*** EXTRACTED MATERIAL Section Begins ***

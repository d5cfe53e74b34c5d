//! Telegram connectivity and logging config, loaded from `TELEGRAM_BOT_*` environment variables.

use std::env;

use anyhow::Result;

pub const DEFAULT_LOGGING_LEVEL: &str = "INFO";
pub const DEFAULT_LOG_FILE: &str = "logs/manager-bot.log";

#[derive(Debug, Clone)]
pub struct TelegramConfig {
    pub bot_token: String,
    /// Custom Bot API server; `None` means the official API.
    pub api_url: Option<String>,
    pub log_file: String,
    /// Default tracing level when `RUST_LOG` is unset (e.g. `INFO`).
    pub logging_level: String,
}

impl TelegramConfig {
    /// Loads from env: `TELEGRAM_BOT_TOKEN` is required; `TELEGRAM_BOT_API_URL`,
    /// `TELEGRAM_BOT_LOG_FILE` and `TELEGRAM_BOT_LOGGING_LEVEL` are optional.
    pub fn from_env() -> Result<Self> {
        let bot_token = env::var("TELEGRAM_BOT_TOKEN")
            .ok()
            .filter(|s| !s.trim().is_empty())
            .ok_or_else(|| anyhow::anyhow!("TELEGRAM_BOT_TOKEN not set"))?;
        let api_url = env::var("TELEGRAM_BOT_API_URL")
            .ok()
            .filter(|s| !s.trim().is_empty());
        let log_file = env::var("TELEGRAM_BOT_LOG_FILE")
            .ok()
            .filter(|s| !s.trim().is_empty())
            .unwrap_or_else(|| DEFAULT_LOG_FILE.to_string());
        let logging_level = env::var("TELEGRAM_BOT_LOGGING_LEVEL")
            .ok()
            .filter(|s| !s.trim().is_empty())
            .unwrap_or_else(|| DEFAULT_LOGGING_LEVEL.to_string());
        Ok(Self {
            bot_token,
            api_url,
            log_file,
            logging_level,
        })
    }

    /// Builds config with the given token; other fields default.
    pub fn with_token(bot_token: impl Into<String>) -> Self {
        Self {
            bot_token: bot_token.into(),
            api_url: None,
            log_file: DEFAULT_LOG_FILE.to_string(),
            logging_level: DEFAULT_LOGGING_LEVEL.to_string(),
        }
    }

    /// `api_url` must be a valid URL if set.
    pub fn validate(&self) -> Result<()> {
        if let Some(ref url) = self.api_url {
            reqwest::Url::parse(url)
                .map_err(|e| anyhow::anyhow!("TELEGRAM_BOT_API_URL is not a valid URL: {}", e))?;
        }
        Ok(())
    }

    /// Creates the teloxide bot, pointing it at `api_url` when set.
    pub fn build_bot(&self) -> Result<teloxide::Bot> {
        let bot = teloxide::Bot::new(self.bot_token.clone());
        match self.api_url {
            Some(ref url) => {
                let url = reqwest::Url::parse(url)
                    .map_err(|e| anyhow::anyhow!("TELEGRAM_BOT_API_URL is not a valid URL: {}", e))?;
                Ok(bot.set_api_url(url))
            }
            None => Ok(bot),
        }
    }
}
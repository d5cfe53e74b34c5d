use checkpoint::CheckpointError;
use thiserror::Error;

#[derive(Debug, Error)]
pub enum GraphError {
    #[error("Checkpoint error: {0}")]
    Checkpoint(CheckpointError),

    #[error("Model error: {0}")]
    Model(String),

    #[error("Graph session is closed")]
    Closed,

    #[error("Node {node} failed: {message}")]
    Node { node: String, message: String },

    #[error("Invalid graph: {0}")]
    InvalidGraph(String),
}

impl From<CheckpointError> for GraphError {
    fn from(err: CheckpointError) -> Self {
        match err {
            CheckpointError::Closed => GraphError::Closed,
            other => GraphError::Checkpoint(other),
        }
    }
}
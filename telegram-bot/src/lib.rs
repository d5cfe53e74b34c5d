//! # Telegram bot framework
//!
//! Transport layer for bots built on a [`HandlerChain`]:
//!
//! - [`core`]: transport-agnostic [`Message`], [`Handler`], [`Bot`], errors and tracing init.
//! - [`chain`]: before / handle / after handler pipeline.
//! - [`telegram`]: teloxide adapter, [`TelegramConfig`] and the long-polling dispatcher.
//! - [`format`]: markdown → Telegram HTML.

pub mod chain;
pub mod core;
pub mod format;
pub mod handlers;
pub mod telegram;

pub use chain::HandlerChain;
pub use core::{
    env_filter, init_tracing, Bot, BotError, Chat, Handler, HandlerError, HandlerResponse,
    Message, Result, ToCoreMessage, ToCoreUser, User,
};
pub use format::markdown_to_telegram_html;
pub use handlers::LoggingHandler;
pub use telegram::{
    run_dispatcher, shutdown_signal, stop_dispatcher, TelegramBotAdapter, TelegramConfig,
    TelegramMessageWrapper, TelegramUserWrapper, DEFAULT_LOGGING_LEVEL, DEFAULT_LOG_FILE,
};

*** EXTRACTED MATERIAL Section Ends ***

§ **EXERCISE**: Write out every entry above exactly as given.

§ **ANSWER AREA**:
repository d5cfe53e74b34c5d
//! Telegram connectivity and logging config, loaded from `TELEGRAM_BOT_*` environment variables.

use std::env;

use anyhow::Result;

pub const DEFAULT_LOGGING_LEVEL: &str = "INFO";
pub const DEFAULT_LOG_FILE: &str = "logs/manager-bot.log";

#[derive(Debug, Clone)]
pub struct TelegramConfig {
    pub bot_token: String,
    /// Custom Bot API server; `None` means the official API.
    pub api_url: Option<String>,
    pub log_file: String,
    /// Default tracing level when `RUST_LOG` is unset (e.g. `INFO`).
    pub logging_level: String,
}

impl TelegramConfig {
    /// Loads from env: `TELEGRAM_BOT_TOKEN` is required; `TELEGRAM_BOT_API_URL`,
    /// `TELEGRAM_BOT_LOG_FILE` and `TELEGRAM_BOT_LOGGING_LEVEL` are optional.
    pub fn from_env() -> Result<Self> {
        let bot_token = env::var("TELEGRAM_BOT_TOKEN")
            .ok()
            .filter(|s| !s.trim().is_empty())
            .ok_or_else(|| anyhow::anyhow!("TELEGRAM_BOT_TOKEN not set"))?;
        let api_url = env::var("TELEGRAM_BOT_API_URL")
            .ok()
            .filter(|s| !s.trim().is_empty());
        let log_file = env::var("TELEGRAM_BOT_LOG_FILE")
            .ok()
            .filter(|s| !s.trim().is_empty())
            .unwrap_or_else(|| DEFAULT_LOG_FILE.to_string());
        let logging_level = env::var("TELEGRAM_BOT_LOGGING_LEVEL")
            .ok()
            .filter(|s| !s.trim().is_empty())
            .unwrap_or_else(|| DEFAULT_LOGGING_LEVEL.to_string());
        Ok(Self {
            bot_token,
            api_url,
            log_file,
            logging_level,
        })
    }

    /// Builds config with the given token; other fields default.
    pub fn with_token(bot_token: impl Into<String>) -> Self {
        Self {
            bot_token: bot_token.into(),
            api_url: None,
            log_file: DEFAULT_LOG_FILE.to_string(),
            logging_level: DEFAULT_LOGGING_LEVEL.to_string(),
        }
    }

    /// `api_url` must be a valid URL if set.
    pub fn validate(&self) -> Result<()> {
        if let Some(ref url) = self.api_url {
            reqwest::Url::parse(url)
                .map_err(|e| anyhow::anyhow!("TELEGRAM_BOT_API_URL is not a valid URL: {}", e))?;
        }
        Ok(())
    }

    /// Creates the teloxide bot, pointing it at `api_url` when set.
    pub fn build_bot(&self) -> Result<teloxide::Bot> {
        let bot = teloxide::Bot::new(self.bot_token.clone());
        match self.api_url {
            Some(ref url) => {
                let url = reqwest::Url::parse(url)
                    .map_err(|e| anyhow::anyhow!("TELEGRAM_BOT_API_URL is not a valid URL: {}", e))?;
                Ok(bot.set_api_url(url))
            }
            None => Ok(bot),
        }
    }
}
repository d5cfe53e74b34c5d
use checkpoint::CheckpointError;
use thiserror::Error;

#[derive(Debug, Error)]
pub enum GraphError {
    #[error("Checkpoint error: {0}")]
    Checkpoint(CheckpointError),

    #[error("Model error: {0}")]
    Model(String),

    #[error("Graph session is closed")]
    Closed,

    #[error("Node {node} failed: {message}")]
    Node { node: String, message: String },

    #[error("Invalid graph: {0}")]
    InvalidGraph(String),
}

impl From<CheckpointError> for GraphError {
    fn from(err: CheckpointError) -> Self {
        match err {
            CheckpointError::Closed => GraphError::Closed,
            other => GraphError::Checkpoint(other),
        }
    }
}
filename telegram-bot/src/lib.rs
repository d5cfe53e74b34c5d
//! # Telegram bot framework
//!
//! Transport layer for bots built on a [`HandlerChain`]:
//!
//! - [`core`]: transport-agnostic [`Message`], [`Handler`], [`Bot`], errors and tracing init.
//! - [`chain`]: before / handle / after handler pipeline.
//! - [`telegram`]: teloxide adapter, [`TelegramConfig`] and the long-polling dispatcher.
//! - [`format`]: markdown → Telegram HTML.

pub mod chain;
pub mod core;
pub mod format;
pub mod handlers;
pub mod telegram;

pub use chain::HandlerChain;
pub use core::{
    env_filter, init_tracing, Bot, BotError, Chat, Handler, HandlerError, HandlerResponse,
    Message, Result, ToCoreMessage, ToCoreUser, User,
};
pub use format::markdown_to_telegram_html;
pub use handlers::LoggingHandler;
pub use telegram::{
    run_dispatcher, shutdown_signal, stop_dispatcher, TelegramBotAdapter, TelegramConfig,
    TelegramMessageWrapper, TelegramUserWrapper, DEFAULT_LOGGING_LEVEL, DEFAULT_LOG_FILE,
};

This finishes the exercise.